• What to work on:
Determine which lines of the records include the word "guest", and copy them.

++++++

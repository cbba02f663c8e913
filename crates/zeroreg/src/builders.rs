//! Free-function builders.
//!
//! Leaf constructors for character classes, anchors and special characters,
//! plus a free-function form of every combinator. Combinators accept any
//! [`Operand`]: a [`Fragment`] is used as-is, plain text is escaped first.
//!
//! ```
//! use zeroreg::builders::*;
//!
//! let date = capture_named(digits(4), "year")
//!     .then("-")
//!     .then(capture_named(digits(2), "month"));
//! let m = date.find("due 2024-03").unwrap().unwrap();
//! assert_eq!(m.name("year"), Some("2024"));
//! assert_eq!(m.name("month"), Some("03"));
//! ```

use crate::fragment::{Fragment, Operand, escape_class};

fn fragment(operand: impl Into<Operand>) -> Fragment {
    operand.into().into_fragment()
}

// Character classes

/// Match any digit (`\d`).
///
/// Unicode-aware: `\d` also matches non-ASCII decimal digits such as `٣`.
/// Use `range('0', '9')` for ASCII digits only.
#[must_use]
pub const fn digit() -> Fragment {
    Fragment::from_static(r"\d")
}

/// Match exactly `count` digits (`\d{count}`).
#[must_use]
pub fn digits(count: usize) -> Fragment {
    digit().times(count)
}

/// Match any non-digit (`\D`).
#[must_use]
pub const fn non_digit() -> Fragment {
    Fragment::from_static(r"\D")
}

/// Match any word character (`\w`).
///
/// Unicode-aware: letters such as `é` are word characters.
#[must_use]
pub const fn word() -> Fragment {
    Fragment::from_static(r"\w")
}

/// Match any non-word character (`\W`).
#[must_use]
pub const fn non_word() -> Fragment {
    Fragment::from_static(r"\W")
}

/// Match any whitespace character (`\s`).
///
/// Unicode-aware: includes non-ASCII spaces such as U+00A0.
#[must_use]
pub const fn whitespace() -> Fragment {
    Fragment::from_static(r"\s")
}

/// Match any non-whitespace character (`\S`).
#[must_use]
pub const fn non_whitespace() -> Fragment {
    Fragment::from_static(r"\S")
}

/// Match an ASCII letter.
#[must_use]
pub const fn letter() -> Fragment {
    Fragment::from_static("[a-zA-Z]")
}

/// Match an ASCII lowercase letter.
#[must_use]
pub const fn lowercase() -> Fragment {
    Fragment::from_static("[a-z]")
}

/// Match an ASCII uppercase letter.
#[must_use]
pub const fn uppercase() -> Fragment {
    Fragment::from_static("[A-Z]")
}

/// Match an ASCII letter or digit.
#[must_use]
pub const fn alphanumeric() -> Fragment {
    Fragment::from_static("[a-zA-Z0-9]")
}

/// Match any character except a newline (`.`).
#[must_use]
pub const fn any_char() -> Fragment {
    Fragment::from_static(".")
}

/// Match `text` exactly.
#[must_use]
pub fn literal(text: &str) -> Fragment {
    Fragment::literal(text)
}

/// Use `source` as pattern syntax, unchecked.
#[must_use]
pub fn raw(source: impl Into<String>) -> Fragment {
    Fragment::raw(source)
}

/// Match any one of `chars`.
#[must_use]
pub fn char_in(chars: &str) -> Fragment {
    Fragment::raw(format!("[{}]", escape_class(chars)))
}

/// Match any character not in `chars`.
#[must_use]
pub fn char_not_in(chars: &str) -> Fragment {
    Fragment::raw(format!("[^{}]", escape_class(chars)))
}

/// Match any character from `from` to `to`, inclusive.
#[must_use]
pub fn range(from: char, to: char) -> Fragment {
    let mut from_buf = [0; 4];
    let mut to_buf = [0; 4];
    Fragment::raw(format!(
        "[{}-{}]",
        escape_class(from.encode_utf8(&mut from_buf)),
        escape_class(to.encode_utf8(&mut to_buf))
    ))
}

// Combinators

/// Match `first` followed by `second`.
#[must_use]
pub fn sequence(first: impl Into<Operand>, second: impl Into<Operand>) -> Fragment {
    fragment(first).then(second)
}

/// Match `operand` one or more times.
#[must_use]
pub fn one_or_more(operand: impl Into<Operand>) -> Fragment {
    fragment(operand).one_or_more()
}

/// Match `operand` zero or more times.
#[must_use]
pub fn zero_or_more(operand: impl Into<Operand>) -> Fragment {
    fragment(operand).zero_or_more()
}

/// Match `operand` zero or one time.
#[must_use]
pub fn optional(operand: impl Into<Operand>) -> Fragment {
    fragment(operand).optional()
}

/// Match `operand` exactly `n` times.
#[must_use]
pub fn exactly(operand: impl Into<Operand>, n: usize) -> Fragment {
    fragment(operand).times(n)
}

/// Match `operand` between `min` and `max` times, inclusive.
#[must_use]
pub fn between(operand: impl Into<Operand>, min: usize, max: usize) -> Fragment {
    fragment(operand).between(min, max)
}

/// Match `operand` at least `n` times.
#[must_use]
pub fn at_least(operand: impl Into<Operand>, n: usize) -> Fragment {
    fragment(operand).at_least(n)
}

/// Match `operand` at most `n` times.
#[must_use]
pub fn at_most(operand: impl Into<Operand>, n: usize) -> Fragment {
    fragment(operand).at_most(n)
}

/// Match either `first` or `second`.
#[must_use]
pub fn alternate(first: impl Into<Operand>, second: impl Into<Operand>) -> Fragment {
    fragment(first).or(second)
}

/// Match any of `alternatives`, in order of preference.
#[must_use]
pub fn one_of<I>(alternatives: I) -> Fragment
where
    I: IntoIterator,
    I::Item: Into<Operand>,
{
    Fragment::one_of(alternatives)
}

// Groups

/// Wrap `operand` in a numbered capturing group.
#[must_use]
pub fn capture(operand: impl Into<Operand>) -> Fragment {
    fragment(operand).capture()
}

/// Wrap `operand` in a capturing group called `name`.
#[must_use]
pub fn capture_named(operand: impl Into<Operand>, name: &str) -> Fragment {
    fragment(operand).capture_as(name)
}

/// Wrap `operand` in a non-capturing group.
#[must_use]
pub fn group(operand: impl Into<Operand>) -> Fragment {
    fragment(operand).group()
}

// Anchors

/// Match the start of the input (or line, with the `m` flag).
#[must_use]
pub const fn start_of_line() -> Fragment {
    Fragment::from_static("^")
}

/// Match the end of the input (or line, with the `m` flag).
#[must_use]
pub const fn end_of_line() -> Fragment {
    Fragment::from_static("$")
}

/// Match a word boundary.
///
/// Boundaries follow the Unicode-aware [`word`] class.
#[must_use]
pub const fn word_boundary() -> Fragment {
    Fragment::from_static(r"\b")
}

/// Match a position that is not a word boundary.
#[must_use]
pub const fn non_word_boundary() -> Fragment {
    Fragment::from_static(r"\B")
}

// Lookaround

/// Assert that `operand` follows, without consuming it.
#[must_use]
pub fn lookahead(operand: impl Into<Operand>) -> Fragment {
    fragment(operand).lookahead()
}

/// Assert that `operand` does not follow.
#[must_use]
pub fn negative_lookahead(operand: impl Into<Operand>) -> Fragment {
    fragment(operand).negative_lookahead()
}

/// Assert that `operand` precedes the current position.
///
/// The backtracking engine only supports lookbehind of constant width:
/// `lookbehind(one_or_more("a"))` compiles to a [`Compile`] error.
///
/// [`Compile`]: crate::ZeroRegError::Compile
#[must_use]
pub fn lookbehind(operand: impl Into<Operand>) -> Fragment {
    fragment(operand).lookbehind()
}

/// Assert that `operand` does not precede the current position.
///
/// Like [`lookbehind`], `operand` must have constant width.
#[must_use]
pub fn negative_lookbehind(operand: impl Into<Operand>) -> Fragment {
    fragment(operand).negative_lookbehind()
}

// Special characters

/// Match a newline.
#[must_use]
pub const fn newline() -> Fragment {
    Fragment::from_static(r"\n")
}

/// Match a tab.
#[must_use]
pub const fn tab() -> Fragment {
    Fragment::from_static(r"\t")
}

/// Match a carriage return.
#[must_use]
pub const fn carriage_return() -> Fragment {
    Fragment::from_static(r"\r")
}

#[cfg(test)]
mod tests {
    use super::*;

    #[test]
    fn character_class_sources() {
        assert_eq!(digit().as_str(), r"\d");
        assert_eq!(digits(3).as_str(), r"\d{3}");
        assert_eq!(letter().as_str(), "[a-zA-Z]");
        assert_eq!(any_char().as_str(), ".");
    }

    #[test]
    fn custom_sets_escape_class_syntax() {
        assert_eq!(char_in("aeiou").as_str(), "[aeiou]");
        assert_eq!(char_in("[]^-").as_str(), r"[\[\]\^\-]");
        assert_eq!(char_not_in("ab").as_str(), "[^ab]");
        assert_eq!(range('0', '9').as_str(), "[0-9]");
        assert_eq!(range('^', '~').as_str(), r"[\^-\~]");
    }

    #[test]
    fn text_operands_are_escaped_then_wrapped_by_policy() {
        assert_eq!(optional("+").as_str(), r"\+?");
        assert_eq!(one_or_more("ab").as_str(), "(?:ab)+");
        assert_eq!(zero_or_more('x').as_str(), "x*");
        assert_eq!(exactly("a.", 2).as_str(), r"(?:a\.){2}");
    }

    #[test]
    fn group_like_combinators_always_wrap() {
        assert_eq!(alternate("a", "b").as_str(), "(?:a|b)");
        assert_eq!(group("a").as_str(), "(?:a)");
        assert_eq!(capture("a").as_str(), "(a)");
        assert_eq!(capture_named("a", "x").as_str(), "(?<x>a)");
        assert_eq!(one_of(["cat", "dog", "bird"]).as_str(), "(?:cat|dog|bird)");
        assert_eq!(lookahead("px").as_str(), "(?=px)");
        assert_eq!(negative_lookbehind("$").as_str(), r"(?<!\$)");
    }

    #[test]
    fn lookaround_is_repeated_without_rewrapping() {
        assert_eq!(lookahead("a").optional().as_str(), "(?=a)?");
    }

    #[test]
    fn sequence_matches_then() {
        assert_eq!(sequence(digit(), "-").as_str(), digit().then("-").as_str());
    }
}
//! Match results.

use std::collections::BTreeMap;

/// Result of a successful match.
#[derive(Debug, Clone, PartialEq, Eq)]
pub struct PatternMatch {
    /// Start position of the match in the input, in bytes.
    pub start: usize,
    /// End position of the match in the input, in bytes.
    pub end: usize,
    /// The matched text.
    pub text: String,
    /// Capture groups 1..n; `None` for groups that did not participate.
    pub captures: Vec<Option<String>>,
    /// Named capture groups that participated in the match.
    pub named: BTreeMap<String, String>,
}

impl PatternMatch {
    /// Assemble a match from engine groups (group 0 first) and the matching
    /// group names.
    pub(crate) fn from_groups<'h, 'n, G, N>(groups: G, names: N) -> Self
    where
        G: IntoIterator<Item = Option<(usize, usize, &'h str)>>,
        N: IntoIterator<Item = Option<&'n str>>,
    {
        let mut groups = groups.into_iter().zip(names);
        let (start, end, text) = groups
            .next()
            .and_then(|(whole, _)| whole)
            .map_or((0, 0, String::new()), |(start, end, text)| {
                (start, end, text.to_owned())
            });

        let mut captures = Vec::new();
        let mut named = BTreeMap::new();
        for (group, name) in groups {
            let value = group.map(|(_, _, text)| text.to_owned());
            if let (Some(name), Some(value)) = (name, &value) {
                named.insert(name.to_owned(), value.clone());
            }
            captures.push(value);
        }

        Self {
            start,
            end,
            text,
            captures,
            named,
        }
    }

    /// The matched text.
    #[must_use]
    pub fn as_str(&self) -> &str {
        &self.text
    }

    /// Group `index`, where 0 is the whole match.
    #[must_use]
    pub fn get(&self, index: usize) -> Option<&str> {
        match index {
            0 => Some(&self.text),
            n => self.captures.get(n - 1)?.as_deref(),
        }
    }

    /// The text captured by the group called `name`.
    #[must_use]
    pub fn name(&self, name: &str) -> Option<&str> {
        self.named.get(name).map(String::as_str)
    }

    /// Get the length of the match in bytes.
    #[must_use]
    pub const fn len(&self) -> usize {
        self.end - self.start
    }

    /// Check if the match is empty.
    #[must_use]
    pub const fn is_empty(&self) -> bool {
        self.start == self.end
    }
}
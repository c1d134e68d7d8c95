use serde::{Deserialize, Serialize};

use crate::ALPHABET_SIZE;

/// A contiguous half-open range `[start_index, start_index + count)` of the
/// global candidate index space.
#[derive(Debug, Clone, Copy, PartialEq, Eq, Serialize, Deserialize)]
pub struct Partition {
    pub start_index: u64,
    pub count: u64,
}

/// Number of candidate strings of length `1..=max_length`.
///
/// For the maximum supported length of 8 this is ~2.9e12, so the whole
/// indexing path stays in 64-bit arithmetic.
pub fn total_combinations(max_length: u8) -> u64 {
    (1..=u32::from(max_length))
        .map(|len| ALPHABET_SIZE.pow(len))
        .sum()
}

/// Slice `total` indices into `task_size`-sized partitions, the last one
/// possibly shorter.
///
/// # Panics
///
/// Panics if `task_size` is zero.
pub fn partition(total: u64, task_size: u64) -> Vec<Partition> {
    assert!(task_size > 0, "task_size must be positive");

    let mut partitions = Vec::with_capacity(total.div_ceil(task_size) as usize);
    let mut start = 0;
    while start < total {
        let count = task_size.min(total - start);
        partitions.push(Partition {
            start_index: start,
            count,
        });
        start += count;
    }
    partitions
}

#[cfg(test)]
mod tests {
    use super::*;

    #[test]
    fn totals_per_length() {
        assert_eq!(total_combinations(1), 36);
        assert_eq!(total_combinations(2), 36 + 36 * 36);
        assert_eq!(total_combinations(3), 36 + 1296 + 46_656);
    }

    #[test]
    fn max_length_total_needs_64_bits() {
        assert!(total_combinations(8) > u64::from(u32::MAX));
    }

    #[test]
    fn partitions_cover_the_keyspace() {
        for max_length in 1..=4u8 {
            let total = total_combinations(max_length);
            let partitions = partition(total, 1000);

            let mut expected_start = 0;
            for p in &partitions {
                assert_eq!(p.start_index, expected_start);
                assert!(p.count > 0);
                expected_start += p.count;
            }
            assert_eq!(expected_start, total);
        }
    }

    #[test]
    fn last_partition_may_be_shorter() {
        let partitions = partition(36 + 1296, 1000);
        assert_eq!(partitions.len(), 2);
        assert_eq!(partitions[0].count, 1000);
        assert_eq!(partitions[1].count, 332);
    }

    #[test]
    fn task_size_larger_than_total_yields_one_partition() {
        let partitions = partition(36, 100_000);
        assert_eq!(
            partitions,
            vec![Partition {
                start_index: 0,
                count: 36
            }]
        );
    }

    #[test]
    fn empty_keyspace_yields_no_partitions() {
        assert!(partition(0, 100).is_empty());
    }

    #[test]
    #[should_panic(expected = "task_size must be positive")]
    fn zero_task_size_is_a_programmer_error() {
        partition(100, 0);
    }
}
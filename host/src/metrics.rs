use lazy_static::lazy_static;
use prometheus::{
    register_int_counter, register_int_counter_vec, IntCounter, IntCounterVec,
};

lazy_static! {
    pub static ref CRACK_REQUESTS: IntCounter = register_int_counter!(
        "crack_requests_total",
        "Total crack submissions received"
    )
    .unwrap();
    pub static ref STATUS_REQUESTS: IntCounter = register_int_counter!(
        "status_requests_total",
        "Total status lookups received"
    )
    .unwrap();
    pub static ref TASKS_PUBLISHED: IntCounterVec = register_int_counter_vec!(
        "tasks_published_total",
        "Task messages handed to the broker, by outcome",
        &["outcome"]
    )
    .unwrap();
    pub static ref RESULTS_CONSUMED: IntCounterVec = register_int_counter_vec!(
        "results_consumed_total",
        "Result messages ingested, by reported status",
        &["status"]
    )
    .unwrap();
    pub static ref TASKS_RETRIED: IntCounter = register_int_counter!(
        "tasks_retried_total",
        "Tasks republished by the retry sweeper"
    )
    .unwrap();
    pub static ref REQUESTS_COMPLETED: IntCounter = register_int_counter!(
        "requests_completed_total",
        "Requests that reached READY"
    )
    .unwrap();
}

pub fn inc_crack_requests() {
    CRACK_REQUESTS.inc();
}

pub fn inc_status_requests() {
    STATUS_REQUESTS.inc();
}

pub fn inc_task_published(success: bool) {
    let outcome = if success { "published" } else { "failed" };
    TASKS_PUBLISHED.with_label_values(&[outcome]).inc();
}

pub fn inc_result_consumed(status: &str) {
    RESULTS_CONSUMED.with_label_values(&[status]).inc();
}

pub fn inc_tasks_retried() {
    TASKS_RETRIED.inc();
}

pub fn inc_requests_completed() {
    REQUESTS_COMPLETED.inc();
}
use axum::{
    body::Body, debug_handler, extract::State, http::header, response::Response, routing::get,
    Json, Router,
};
use hashcrack_store::{RequestCounts, StateStore, TaskCounts};
use prometheus::{Encoder, TextEncoder};
use serde::Serialize;
use utoipa::{OpenApi, ToSchema};

use crate::{error::HostResult, ManagerState};

#[derive(Debug, Serialize, ToSchema)]
/// Request and task tallies by status, straight from the state store.
pub struct ManagerMetrics {
    pub requests: RequestCounts,
    pub tasks: TaskCounts,
}

#[utoipa::path(
    get,
    path = "/metrics",
    tag = "Metrics",
    responses (
        (status = 200, description = "The request was successful"),
    ),
)]
#[debug_handler(state = ManagerState)]
/// Get prometheus metrics
async fn prometheus_handler() -> HostResult<Response> {
    let encoder = TextEncoder::new();
    let mut buffer = vec![];
    let mf = prometheus::gather();
    encoder
        .encode(&mf, &mut buffer)
        .map_err(|e| anyhow::anyhow!(e))?;
    let resp = Response::builder()
        .header(header::CONTENT_TYPE, encoder.format_type())
        .body(Body::from(buffer))
        .map_err(|e| anyhow::anyhow!(e))?;
    Ok(resp)
}

#[utoipa::path(
    get,
    path = "/metrics/manager",
    tag = "Metrics",
    responses (
        (status = 200, description = "Counts of requests and tasks by status", body = ManagerMetrics),
    ),
)]
#[debug_handler(state = ManagerState)]
/// Get manager-level counters
async fn manager_handler(State(state): State<ManagerState>) -> HostResult<Json<ManagerMetrics>> {
    let requests: RequestCounts = state.store.request_counts().await?;
    let tasks: TaskCounts = state.store.task_counts().await?;
    Ok(Json(ManagerMetrics { requests, tasks }))
}

#[derive(OpenApi)]
#[openapi(paths(prometheus_handler, manager_handler))]
struct Docs;

pub fn create_docs() -> utoipa::openapi::OpenApi {
    Docs::openapi()
}

pub fn create_router() -> Router<ManagerState> {
    Router::new()
        .route("/", get(prometheus_handler))
        .route("/manager", get(manager_handler))
}
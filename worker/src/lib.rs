pub mod metrics;
pub mod processor;

use std::time::Duration;

use clap::Parser;
use hashcrack_broker::BrokerOpts;
use hashcrack_lib::retry::RetryPolicy;

#[derive(Debug, Clone, Parser)]
#[command(
    name = "hashcrack-worker",
    about = "A hashcrack worker: pulls task ranges off the broker and hunts for preimages",
    long_about = None
)]
pub struct Cli {
    /// Stable worker identity, also used as the consumer tag
    #[arg(long, env = "WORKER_ID")]
    pub worker_id: Option<String>,

    #[arg(long, env = "RABBITMQ_HOST", default_value = "rabbitmq")]
    pub rabbitmq_host: String,

    #[arg(long, env = "RABBITMQ_PORT", default_value = "5672")]
    pub rabbitmq_port: u16,

    #[arg(long, env = "RABBITMQ_USER", default_value = "guest")]
    pub rabbitmq_user: String,

    #[arg(long, env = "RABBITMQ_PASS", default_value = "guest")]
    pub rabbitmq_pass: String,

    /// Port for the prometheus metrics listener
    #[arg(long, env = "METRICS_PORT", default_value = "8000")]
    pub metrics_port: u16,

    #[arg(long, env = "MAX_RETRIES", default_value = "5")]
    pub max_retries: u32,

    /// Base delay in seconds between broker reconnect attempts
    #[arg(long, env = "RETRY_DELAY", default_value = "2")]
    pub retry_delay: u64,

    /// Set the log level
    #[arg(long, env = "RUST_LOG", default_value = "info")]
    pub log_level: String,
}

impl Cli {
    pub fn worker_id(&self) -> String {
        self.worker_id
            .clone()
            .unwrap_or_else(|| format!("worker-{}", std::process::id()))
    }

    pub fn broker_opts(&self) -> BrokerOpts {
        BrokerOpts {
            host: self.rabbitmq_host.clone(),
            port: self.rabbitmq_port,
            user: self.rabbitmq_user.clone(),
            pass: self.rabbitmq_pass.clone(),
            retry: RetryPolicy {
                max_attempts: self.max_retries,
                base_delay: Duration::from_secs(self.retry_delay),
                backoff_multiplier: 1.0,
            },
        }
    }
}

++++++

• Response:
    #[arg(long, env = "RABBITMQ_USER", default_value = "guest")]
    #[arg(long, env = "RABBITMQ_PASS", default_value = "guest")]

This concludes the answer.